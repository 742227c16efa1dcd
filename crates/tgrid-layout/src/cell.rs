#![forbid(unsafe_code)]

//! Cell descriptors walked by the reflow pass.

use tgrid_core::geometry::{Point, Rect, Size};

/// Stable identity of a cell across reorders.
#[derive(Debug, Clone, Copy, PartialEq, Eq, Hash, PartialOrd, Ord)]
pub struct CellId(pub u64);

/// The closed set of things a grid can hold.
///
/// Callers that need to push new content into a cell ask
/// [`CellKind::supports_content_update`] instead of inspecting concrete
/// widget types.
#[derive(Debug, Clone, Copy, PartialEq, Eq)]
pub enum CellKind {
    /// A live price tile.
    Quote,
    /// A static placeholder that only occupies a slot.
    Spacer,
}

impl CellKind {
    #[inline]
    pub const fn supports_content_update(self) -> bool {
        matches!(self, Self::Quote)
    }
}

/// One cell as seen by the layout: identity, sizing constraints,
/// visibility, and the geometry last applied to it.
#[derive(Debug, Clone, PartialEq)]
pub struct CellDescriptor {
    id: CellId,
    kind: CellKind,
    index: usize,
    min_size: Size,
    visible: bool,
    position: Point,
    size: Size,
    revision: u64,
}

impl CellDescriptor {
    pub fn new(id: CellId, kind: CellKind) -> Self {
        Self {
            id,
            kind,
            index: 0,
            min_size: Size::ZERO,
            visible: true,
            position: Point::ZERO,
            size: Size::ZERO,
            revision: 0,
        }
    }

    /// Shorthand for a visible quote tile.
    pub fn quote(id: u64) -> Self {
        Self::new(CellId(id), CellKind::Quote)
    }

    #[must_use]
    pub fn with_min_size(mut self, min_size: Size) -> Self {
        self.min_size = min_size;
        self
    }

    #[must_use]
    pub fn hidden(mut self) -> Self {
        self.visible = false;
        self
    }

    #[inline]
    pub fn id(&self) -> CellId {
        self.id
    }

    #[inline]
    pub fn kind(&self) -> CellKind {
        self.kind
    }

    /// Slot among the visible cells at the last placement.
    #[inline]
    pub fn index(&self) -> usize {
        self.index
    }

    #[inline]
    pub fn min_size(&self) -> Size {
        self.min_size
    }

    pub fn set_min_size(&mut self, min_size: Size) {
        self.min_size = min_size;
    }

    #[inline]
    pub fn is_visible(&self) -> bool {
        self.visible
    }

    pub fn set_visible(&mut self, visible: bool) {
        self.visible = visible;
    }

    #[inline]
    pub fn position(&self) -> Point {
        self.position
    }

    #[inline]
    pub fn size(&self) -> Size {
        self.size
    }

    #[inline]
    pub fn rect(&self) -> Rect {
        Rect::from_origin_size(self.position, self.size)
    }

    /// Number of times layout actually moved or resized this cell.
    ///
    /// Each increment corresponds to one invalidation of the host's render
    /// node for this cell.
    #[inline]
    pub fn revision(&self) -> u64 {
        self.revision
    }

    /// Apply a placement. Position and size are written only when they
    /// differ from the current values; returns whether anything changed.
    pub(crate) fn place(&mut self, index: usize, rect: Rect) -> bool {
        self.index = index;
        let position = rect.origin();
        let size = rect.size();
        if self.position == position && self.size == size {
            return false;
        }
        self.position = position;
        self.size = size;
        self.revision += 1;
        true
    }
}

#[cfg(test)]
mod tests {
    use super::*;

    #[test]
    fn only_quotes_take_content_updates() {
        assert!(CellKind::Quote.supports_content_update());
        assert!(!CellKind::Spacer.supports_content_update());
    }

    #[test]
    fn place_skips_identical_geometry() {
        let mut cell = CellDescriptor::quote(1);
        let rect = Rect::new(10.0, 10.0, 300.0, 120.0);
        assert!(cell.place(0, rect));
        assert_eq!(cell.revision(), 1);
        assert!(!cell.place(0, rect));
        assert_eq!(cell.revision(), 1);
        assert!(cell.place(1, Rect::new(320.0, 10.0, 300.0, 120.0)));
        assert_eq!(cell.revision(), 2);
        assert_eq!(cell.index(), 1);
    }

    #[test]
    fn builder_flags() {
        let cell = CellDescriptor::new(CellId(9), CellKind::Spacer)
            .with_min_size(Size::new(50.0, 60.0))
            .hidden();
        assert!(!cell.is_visible());
        assert_eq!(cell.min_size(), Size::new(50.0, 60.0));
        assert_eq!(cell.kind(), CellKind::Spacer);
    }
}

## Exercise objective
Write out each line of the data that holds the string "ZERO".

## Exercise result
            min_size: Size::ZERO,
            position: Point::ZERO,
            size: Size::ZERO,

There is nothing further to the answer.